Jeffrey Augustine Songco, Bro 1, 2015. Archival pigment print. Courtesy the artist.

Nice Beads, Bro! is directly inspired by the 17th-century Dutch Golden Age painting genre of the “tronie”—portraits of anonymous, stock characters focused primarily on facial expression and costuming. Here, I cast subjects to play the American pop cultural phenomenon of the bro—the storied alpha, straight, Christian, white male who graduated from college with top honors in pumping iron and chugging beer. Using models, friends, and my actual fraternity brothers from college, I offer luscious portraits of bros—peripheral characters in the brotherhood of my personal narrative—draped with throw beads.

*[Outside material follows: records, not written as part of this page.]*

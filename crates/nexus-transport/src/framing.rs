//! `Content-Length` framing codec.
//!
//! Each frame on a stdio channel is a header block terminated by a blank
//! line, then exactly N bytes of UTF-8 JSON:
//!
//! ```text
//! Content-Length: 42\r\n
//! \r\n
//! {"jsonrpc":"2.0", ...}
//! ```
//!
//! Headers other than `Content-Length` are skipped. A zero-length frame
//! decodes to `{}` so the dispatcher can answer it with invalid-request
//! instead of stalling the stream.

use bytes::{Buf, Bytes, BytesMut};
use tokio_util::codec::{Decoder, Encoder};

use crate::error::TransportError;

/// Upper bound on the header block; a stream that never produces the blank
/// line is broken, not patient.
const MAX_HEADER_BYTES: usize = 4 * 1024;

/// Upper bound on a single frame payload.
pub const MAX_FRAME_BYTES: usize = 16 * 1024 * 1024;

const HEADER_TERMINATOR: &[u8] = b"\r\n\r\n";

/// Codec implementing the `Content-Length` wire format.
#[derive(Debug, Default)]
pub struct ContentLengthCodec;

impl ContentLengthCodec {
    /// Create a new codec.
    #[must_use]
    pub fn new() -> Self {
        Self
    }
}

fn find_terminator(haystack: &[u8]) -> Option<usize> {
    haystack
        .windows(HEADER_TERMINATOR.len())
        .position(|window| window == HEADER_TERMINATOR)
}

fn parse_content_length(header: &[u8]) -> Result<usize, TransportError> {
    let header = std::str::from_utf8(header)
        .map_err(|utf8_error| TransportError::Framing(format!("Non-UTF-8 header: {utf8_error}")))?;

    for line in header.split("\r\n") {
        if let Some((name, value)) = line.split_once(':') {
            if name.trim().eq_ignore_ascii_case("content-length") {
                return value.trim().parse::<usize>().map_err(|parse_error| {
                    TransportError::Framing(format!("Invalid Content-Length: {parse_error}"))
                });
            }
        }
    }

    Err(TransportError::Framing(
        "Missing Content-Length header".to_string(),
    ))
}

impl Decoder for ContentLengthCodec {
    type Item = Bytes;
    type Error = TransportError;

    fn decode(&mut self, src: &mut BytesMut) -> Result<Option<Bytes>, TransportError> {
        let Some(header_end) = find_terminator(src) else {
            if src.len() > MAX_HEADER_BYTES {
                return Err(TransportError::Framing(
                    "Header block exceeds maximum size".to_string(),
                ));
            }
            return Ok(None);
        };

        let content_length = parse_content_length(&src[..header_end])?;
        if content_length > MAX_FRAME_BYTES {
            return Err(TransportError::Framing(format!(
                "Frame of {content_length} bytes exceeds maximum"
            )));
        }

        let frame_start = header_end + HEADER_TERMINATOR.len();
        let frame_end = frame_start + content_length;
        if src.len() < frame_end {
            src.reserve(frame_end - src.len());
            return Ok(None);
        }

        src.advance(frame_start);
        let payload = src.split_to(content_length).freeze();
        if payload.is_empty() {
            return Ok(Some(Bytes::from_static(b"{}")));
        }
        Ok(Some(payload))
    }
}

impl Encoder<Bytes> for ContentLengthCodec {
    type Error = TransportError;

    fn encode(&mut self, frame: Bytes, dst: &mut BytesMut) -> Result<(), TransportError> {
        let header = format!("Content-Length: {}\r\n\r\n", frame.len());
        dst.reserve(header.len() + frame.len());
        dst.extend_from_slice(header.as_bytes());
        dst.extend_from_slice(&frame);
        Ok(())
    }
}
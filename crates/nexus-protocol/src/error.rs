//! Protocol error codes and the crate error type.

use thiserror::Error;

use crate::jsonrpc::JsonRpcError;

/// A specialized `Result` for protocol operations.
pub type ProtocolResult<T> = std::result::Result<T, ProtocolError>;

/// JSON-RPC and MCP error codes.
///
/// The `-327xx` block is standard JSON-RPC 2.0; the `-3200x` block is the
/// MCP extension space.
#[derive(Debug, Clone, Copy, PartialEq, Eq)]
pub enum ErrorCode {
    /// Parse error (-32700)
    ParseError,
    /// Invalid request (-32600)
    InvalidRequest,
    /// Method not found (-32601)
    MethodNotFound,
    /// Invalid params (-32602)
    InvalidParams,
    /// Internal error (-32603)
    InternalError,
    /// Protocol error (-32000)
    ProtocolError,
    /// Unsupported capability (-32001)
    UnsupportedCapability,
    /// Invalid capability (-32002)
    InvalidCapability,
    /// Resource not found (-32003)
    ResourceNotFound,
    /// Tool not found (-32004)
    ToolNotFound,
    /// Prompt not found (-32005)
    PromptNotFound,
    /// Subscription error (-32006)
    SubscriptionError,
    /// Sampling error (-32007)
    SamplingError,
}

impl ErrorCode {
    /// Numeric wire code
    #[must_use]
    pub fn code(self) -> i32 {
        match self {
            Self::ParseError => -32700,
            Self::InvalidRequest => -32600,
            Self::MethodNotFound => -32601,
            Self::InvalidParams => -32602,
            Self::InternalError => -32603,
            Self::ProtocolError => -32000,
            Self::UnsupportedCapability => -32001,
            Self::InvalidCapability => -32002,
            Self::ResourceNotFound => -32003,
            Self::ToolNotFound => -32004,
            Self::PromptNotFound => -32005,
            Self::SubscriptionError => -32006,
            Self::SamplingError => -32007,
        }
    }
}

/// Errors raised by the protocol engines and their handlers.
#[derive(Debug, Clone, Error)]
#[non_exhaustive]
pub enum ProtocolError {
    /// The frame was not valid JSON.
    #[error("Parse error: {0}")]
    Parse(String),

    /// The frame was valid JSON but not a valid JSON-RPC envelope.
    #[error("Invalid request: {0}")]
    InvalidRequest(String),

    /// No handler is registered for the method.
    #[error("Method not found: {0}")]
    MethodNotFound(String),

    /// The parameters did not match the method's expectations.
    #[error("Invalid params: {0}")]
    InvalidParams(String),

    /// The negotiated capability tree does not cover the operation.
    #[error("Unsupported capability: {0}")]
    UnsupportedCapability(String),

    /// No resource with the given URI.
    #[error("Resource not found: {0}")]
    ResourceNotFound(String),

    /// No tool with the given name.
    #[error("Tool not found: {0}")]
    ToolNotFound(String),

    /// No prompt with the given id.
    #[error("Prompt not found: {0}")]
    PromptNotFound(String),

    /// Subscription bookkeeping failed.
    #[error("Subscription error: {0}")]
    Subscription(String),

    /// Sampling failed or no sampling handler is installed.
    #[error("Sampling error: {0}")]
    Sampling(String),

    /// Handshake ordering violation (initialize twice, send before init).
    #[error("Protocol error: {0}")]
    Protocol(String),

    /// The peer answered with a JSON-RPC error object.
    #[error("Peer error: {0}")]
    Rpc(JsonRpcError),

    /// The connection closed with requests still outstanding.
    #[error("Connection closed: {0}")]
    ConnectionClosed(String),

    /// The request did not complete within the allotted time.
    #[error("Request timed out after {0:?}")]
    Timeout(std::time::Duration),

    /// Anything else.
    #[error("Internal error: {0}")]
    Internal(String),
}

impl ProtocolError {
    /// The wire code this error maps to.
    #[must_use]
    pub fn error_code(&self) -> i32 {
        match self {
            Self::Parse(_) => ErrorCode::ParseError.code(),
            Self::InvalidRequest(_) => ErrorCode::InvalidRequest.code(),
            Self::MethodNotFound(_) => ErrorCode::MethodNotFound.code(),
            Self::InvalidParams(_) => ErrorCode::InvalidParams.code(),
            Self::UnsupportedCapability(_) => ErrorCode::UnsupportedCapability.code(),
            Self::ResourceNotFound(_) => ErrorCode::ResourceNotFound.code(),
            Self::ToolNotFound(_) => ErrorCode::ToolNotFound.code(),
            Self::PromptNotFound(_) => ErrorCode::PromptNotFound.code(),
            Self::Subscription(_) => ErrorCode::SubscriptionError.code(),
            Self::Sampling(_) => ErrorCode::SamplingError.code(),
            Self::Protocol(_) | Self::ConnectionClosed(_) | Self::Timeout(_) => {
                ErrorCode::ProtocolError.code()
            }
            Self::Rpc(error) => error.code,
            Self::Internal(_) => ErrorCode::InternalError.code(),
        }
    }

    /// Render as the JSON-RPC error object sent to the peer.
    #[must_use]
    pub fn to_json_rpc(&self) -> JsonRpcError {
        match self {
            Self::Rpc(error) => error.clone(),
            other => JsonRpcError {
                code: other.error_code(),
                message: other.to_string(),
                data: None,
            },
        }
    }
}

impl From<JsonRpcError> for ProtocolError {
    fn from(error: JsonRpcError) -> Self {
        Self::Rpc(error)
    }
}

impl From<serde_json::Error> for ProtocolError {
    fn from(error: serde_json::Error) -> Self {
        Self::Parse(error.to_string())
    }
}

#[cfg(test)]
mod tests {
    use super::*;

    #[test]
    fn codes_match_the_wire_table() {
        assert_eq!(ErrorCode::ParseError.code(), -32700);
        assert_eq!(ErrorCode::InvalidRequest.code(), -32600);
        assert_eq!(ErrorCode::MethodNotFound.code(), -32601);
        assert_eq!(ErrorCode::InvalidParams.code(), -32602);
        assert_eq!(ErrorCode::InternalError.code(), -32603);
        assert_eq!(ErrorCode::ProtocolError.code(), -32000);
        assert_eq!(ErrorCode::UnsupportedCapability.code(), -32001);
        assert_eq!(ErrorCode::InvalidCapability.code(), -32002);
        assert_eq!(ErrorCode::ResourceNotFound.code(), -32003);
        assert_eq!(ErrorCode::ToolNotFound.code(), -32004);
        assert_eq!(ErrorCode::PromptNotFound.code(), -32005);
        assert_eq!(ErrorCode::SubscriptionError.code(), -32006);
        assert_eq!(ErrorCode::SamplingError.code(), -32007);
    }

    #[test]
    fn peer_errors_round_trip() {
        let wire = JsonRpcError {
            code: -32004,
            message: "Tool not found: add".to_string(),
            data: None,
        };
        let error = ProtocolError::from(wire.clone());
        assert_eq!(error.to_json_rpc(), wire);
    }
}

Following Brett Kavanaugh’s confirmation to the Supreme Court, this suite of images now resonates with a political snapshot of power, glamour, and violence. My artwork is often recognized when it begins to produce a polarizing effect (see GayGayGay robe, 2011, or Society of 23’s Locker Dressing Room, 2017), though I don’t intentionally seek out this controversy. Instead, my art practice—filled with works documenting my anxieties, hopes, and fears—inevitably archives a personal struggle within a larger debate.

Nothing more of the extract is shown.